■ **Data under study**
————

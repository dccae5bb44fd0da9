// SPDX-License-Identifier: CEPL-1.0
use anyhow::{anyhow, Context, Result};
use ash::khr::{surface, swapchain};
use ash::vk;
use life_render::RenderSize;
use tracing::info;

use crate::device::{AcceleratorContext, QueueFamilies};

/// One more than the driver minimum, capped by the maximum (0 = unlimited).
pub fn image_count(caps: &vk::SurfaceCapabilitiesKHR) -> u32 {
    let want = caps.min_image_count + 1;
    if caps.max_image_count > 0 {
        want.min(caps.max_image_count)
    } else {
        want
    }
}

/// `None` means exclusive: graphics and present share a family.
/// Otherwise the image is concurrently shared between the two families.
pub fn sharing_families(families: &QueueFamilies) -> Option<[u32; 2]> {
    if families.graphics == families.present {
        None
    } else {
        Some([families.graphics, families.present])
    }
}

pub fn extent_from_caps(caps: &vk::SurfaceCapabilitiesKHR, want: RenderSize) -> vk::Extent2D {
    if caps.current_extent.width != u32::MAX {
        caps.current_extent
    } else {
        vk::Extent2D {
            width: want
                .width
                .clamp(caps.min_image_extent.width, caps.max_image_extent.width),
            height: want
                .height
                .clamp(caps.min_image_extent.height, caps.max_image_extent.height),
        }
    }
}

/// Everything the create info derives from what the surface reports.
#[derive(Clone, Copy, Debug)]
pub struct SwapchainParams {
    pub image_count: u32,
    pub format: vk::SurfaceFormatKHR,
    pub sharing: Option<[u32; 2]>,
    pub extent: vk::Extent2D,
}

/// Same surface answers, same parameters: a rebuild reproduces the chain it replaces.
pub fn swapchain_params(
    caps: &vk::SurfaceCapabilitiesKHR,
    formats: &[vk::SurfaceFormatKHR],
    families: &QueueFamilies,
    size: RenderSize,
) -> Result<SwapchainParams> {
    // First reported format; no ranking.
    let format = *formats
        .first()
        .ok_or_else(|| anyhow!("surface reports no formats"))?;
    Ok(SwapchainParams {
        image_count: image_count(caps),
        format,
        sharing: sharing_families(families),
        extent: extent_from_caps(caps, size),
    })
}

/// Presentable images and one view per image.
pub struct SwapchainState {
    pub swapchain: vk::SwapchainKHR,
    pub format: vk::SurfaceFormatKHR,
    pub extent: vk::Extent2D,
    pub images: Vec<vk::Image>,
    pub views: Vec<vk::ImageView>,
}

impl SwapchainState {
    pub unsafe fn new(
        ctx: &AcceleratorContext,
        surface_loader: &surface::Instance,
        swapchain_loader: &swapchain::Device,
        surface: vk::SurfaceKHR,
        size: RenderSize,
    ) -> Result<Self> {
        let phys = ctx.phys();
        let caps = unsafe { surface_loader.get_physical_device_surface_capabilities(phys, surface) }
            .context("get_physical_device_surface_capabilities")?;
        let formats = unsafe { surface_loader.get_physical_device_surface_formats(phys, surface) }
            .context("get_physical_device_surface_formats")?;
        let params = swapchain_params(&caps, &formats, &ctx.families(), size)?;
        let (format, extent) = (params.format, params.extent);

        let (sharing_mode, family_count, family_ptr) = match &params.sharing {
            Some(f) => (vk::SharingMode::CONCURRENT, f.len() as u32, f.as_ptr()),
            None => (vk::SharingMode::EXCLUSIVE, 0, std::ptr::null()),
        };

        let swap_info = vk::SwapchainCreateInfoKHR {
            s_type: vk::StructureType::SWAPCHAIN_CREATE_INFO_KHR,
            surface,
            min_image_count: params.image_count,
            image_format: format.format,
            image_color_space: format.color_space,
            image_extent: extent,
            image_array_layers: 1,
            image_usage: vk::ImageUsageFlags::COLOR_ATTACHMENT,
            image_sharing_mode: sharing_mode,
            queue_family_index_count: family_count,
            p_queue_family_indices: family_ptr,
            pre_transform: vk::SurfaceTransformFlagsKHR::IDENTITY,
            composite_alpha: vk::CompositeAlphaFlagsKHR::OPAQUE,
            present_mode: vk::PresentModeKHR::FIFO,
            clipped: vk::TRUE,
            old_swapchain: vk::SwapchainKHR::null(),
            ..Default::default()
        };

        let swapchain = unsafe { swapchain_loader.create_swapchain(&swap_info, None) }
            .context("create_swapchain")?;
        let mut state = Self {
            swapchain,
            format,
            extent,
            images: Vec::new(),
            views: Vec::new(),
        };
        if let Err(e) = unsafe { state.fill(ctx.device(), swapchain_loader) } {
            unsafe {
                state.destroy_views(ctx.device());
                state.destroy_swapchain(swapchain_loader);
            }
            return Err(e);
        }

        info!(
            "swapchain ready ({}x{}, fmt {:?}, {} images, {:?})",
            extent.width,
            extent.height,
            format.format,
            state.images.len(),
            sharing_mode
        );
        Ok(state)
    }

    /// Views that were created before a failure stay in `views` for cleanup.
    unsafe fn fill(&mut self, device: &ash::Device, loader: &swapchain::Device) -> Result<()> {
        self.images = unsafe { loader.get_swapchain_images(self.swapchain) }
            .context("get_swapchain_images")?;
        self.views.reserve(self.images.len());
        for &img in &self.images {
            self.views.push(unsafe { create_image_view(device, img, self.format.format)? });
        }
        Ok(())
    }

    pub fn image_count(&self) -> usize {
        self.images.len()
    }

    /// Views are created from swapchain images; they go first.
    pub unsafe fn destroy_views(&mut self, device: &ash::Device) {
        for iv in self.views.drain(..) {
            unsafe { device.destroy_image_view(iv, None) };
        }
    }

    pub unsafe fn destroy_swapchain(&mut self, loader: &swapchain::Device) {
        debug_assert!(self.views.is_empty(), "image views outlive their swapchain");
        unsafe { loader.destroy_swapchain(self.swapchain, None) };
        self.swapchain = vk::SwapchainKHR::null();
        self.images.clear();
    }
}

unsafe fn create_image_view(
    device: &ash::Device,
    image: vk::Image,
    format: vk::Format,
) -> Result<vk::ImageView> {
    let sub = vk::ImageSubresourceRange {
        aspect_mask: vk::ImageAspectFlags::COLOR,
        base_mip_level: 0,
        level_count: 1,
        base_array_layer: 0,
        layer_count: 1,
    };
    let iv_info = vk::ImageViewCreateInfo {
        s_type: vk::StructureType::IMAGE_VIEW_CREATE_INFO,
        image,
        view_type: vk::ImageViewType::TYPE_2D,
        format,
        subresource_range: sub,
        ..Default::default()
    };
    unsafe { device.create_image_view(&iv_info, None) }.context("create_image_view")
}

————

■ **Task directions**
All of the listing above should be restated word for word.

■ **Your response**
repository dccae5bb44fd0da9
// SPDX-License-Identifier: CEPL-1.0
use anyhow::{anyhow, Context, Result};
use ash::khr::{surface, swapchain};
use ash::vk;
use life_render::RenderSize;
use tracing::info;

use crate::device::{AcceleratorContext, QueueFamilies};

/// One more than the driver minimum, capped by the maximum (0 = unlimited).
pub fn image_count(caps: &vk::SurfaceCapabilitiesKHR) -> u32 {
    let want = caps.min_image_count + 1;
    if caps.max_image_count > 0 {
        want.min(caps.max_image_count)
    } else {
        want
    }
}

/// `None` means exclusive: graphics and present share a family.
/// Otherwise the image is concurrently shared between the two families.
pub fn sharing_families(families: &QueueFamilies) -> Option<[u32; 2]> {
    if families.graphics == families.present {
        None
    } else {
        Some([families.graphics, families.present])
    }
}

pub fn extent_from_caps(caps: &vk::SurfaceCapabilitiesKHR, want: RenderSize) -> vk::Extent2D {
    if caps.current_extent.width != u32::MAX {
        caps.current_extent
    } else {
        vk::Extent2D {
            width: want
                .width
                .clamp(caps.min_image_extent.width, caps.max_image_extent.width),
            height: want
                .height
                .clamp(caps.min_image_extent.height, caps.max_image_extent.height),
        }
    }
}

/// Everything the create info derives from what the surface reports.
#[derive(Clone, Copy, Debug)]
pub struct SwapchainParams {
    pub image_count: u32,
    pub format: vk::SurfaceFormatKHR,
    pub sharing: Option<[u32; 2]>,
    pub extent: vk::Extent2D,
}

/// Same surface answers, same parameters: a rebuild reproduces the chain it replaces.
pub fn swapchain_params(
    caps: &vk::SurfaceCapabilitiesKHR,
    formats: &[vk::SurfaceFormatKHR],
    families: &QueueFamilies,
    size: RenderSize,
) -> Result<SwapchainParams> {
    // First reported format; no ranking.
    let format = *formats
        .first()
        .ok_or_else(|| anyhow!("surface reports no formats"))?;
    Ok(SwapchainParams {
        image_count: image_count(caps),
        format,
        sharing: sharing_families(families),
        extent: extent_from_caps(caps, size),
    })
}

/// Presentable images and one view per image.
pub struct SwapchainState {
    pub swapchain: vk::SwapchainKHR,
    pub format: vk::SurfaceFormatKHR,
    pub extent: vk::Extent2D,
    pub images: Vec<vk::Image>,
    pub views: Vec<vk::ImageView>,
}

impl SwapchainState {
    pub unsafe fn new(
        ctx: &AcceleratorContext,
        surface_loader: &surface::Instance,
        swapchain_loader: &swapchain::Device,
        surface: vk::SurfaceKHR,
        size: RenderSize,
    ) -> Result<Self> {
        let phys = ctx.phys();
        let caps = unsafe { surface_loader.get_physical_device_surface_capabilities(phys, surface) }
            .context("get_physical_device_surface_capabilities")?;
        let formats = unsafe { surface_loader.get_physical_device_surface_formats(phys, surface) }
            .context("get_physical_device_surface_formats")?;
        let params = swapchain_params(&caps, &formats, &ctx.families(), size)?;
        let (format, extent) = (params.format, params.extent);

        let (sharing_mode, family_count, family_ptr) = match &params.sharing {
            Some(f) => (vk::SharingMode::CONCURRENT, f.len() as u32, f.as_ptr()),
            None => (vk::SharingMode::EXCLUSIVE, 0, std::ptr::null()),
        };

        let swap_info = vk::SwapchainCreateInfoKHR {
            s_type: vk::StructureType::SWAPCHAIN_CREATE_INFO_KHR,
            surface,
            min_image_count: params.image_count,
            image_format: format.format,
            image_color_space: format.color_space,
            image_extent: extent,
            image_array_layers: 1,
            image_usage: vk::ImageUsageFlags::COLOR_ATTACHMENT,
            image_sharing_mode: sharing_mode,
            queue_family_index_count: family_count,
            p_queue_family_indices: family_ptr,
            pre_transform: vk::SurfaceTransformFlagsKHR::IDENTITY,
            composite_alpha: vk::CompositeAlphaFlagsKHR::OPAQUE,
            present_mode: vk::PresentModeKHR::FIFO,
            clipped: vk::TRUE,
            old_swapchain: vk::SwapchainKHR::null(),
            ..Default::default()
        };

        let swapchain = unsafe { swapchain_loader.create_swapchain(&swap_info, None) }
            .context("create_swapchain")?;
        let mut state = Self {
            swapchain,
            format,
            extent,
            images: Vec::new(),
            views: Vec::new(),
        };
        if let Err(e) = unsafe { state.fill(ctx.device(), swapchain_loader) } {
            unsafe {
                state.destroy_views(ctx.device());
                state.destroy_swapchain(swapchain_loader);
            }
            return Err(e);
        }

        info!(
            "swapchain ready ({}x{}, fmt {:?}, {} images, {:?})",
            extent.width,
            extent.height,
            format.format,
            state.images.len(),
            sharing_mode
        );
        Ok(state)
    }

    /// Views that were created before a failure stay in `views` for cleanup.
    unsafe fn fill(&mut self, device: &ash::Device, loader: &swapchain::Device) -> Result<()> {
        self.images = unsafe { loader.get_swapchain_images(self.swapchain) }
            .context("get_swapchain_images")?;
        self.views.reserve(self.images.len());
        for &img in &self.images {
            self.views.push(unsafe { create_image_view(device, img, self.format.format)? });
        }
        Ok(())
    }

    pub fn image_count(&self) -> usize {
        self.images.len()
    }

    /// Views are created from swapchain images; they go first.
    pub unsafe fn destroy_views(&mut self, device: &ash::Device) {
        for iv in self.views.drain(..) {
            unsafe { device.destroy_image_view(iv, None) };
        }
    }

    pub unsafe fn destroy_swapchain(&mut self, loader: &swapchain::Device) {
        debug_assert!(self.views.is_empty(), "image views outlive their swapchain");
        unsafe { loader.destroy_swapchain(self.swapchain, None) };
        self.swapchain = vk::SwapchainKHR::null();
        self.images.clear();
    }
}

unsafe fn create_image_view(
    device: &ash::Device,
    image: vk::Image,
    format: vk::Format,
) -> Result<vk::ImageView> {
    let sub = vk::ImageSubresourceRange {
        aspect_mask: vk::ImageAspectFlags::COLOR,
        base_mip_level: 0,
        level_count: 1,
        base_array_layer: 0,
        layer_count: 1,
    };
    let iv_info = vk::ImageViewCreateInfo {
        s_type: vk::StructureType::IMAGE_VIEW_CREATE_INFO,
        image,
        view_type: vk::ImageViewType::TYPE_2D,
        format,
        subresource_range: sub,
        ..Default::default()
    };
    unsafe { device.create_image_view(&iv_info, None) }.context("create_image_view")
}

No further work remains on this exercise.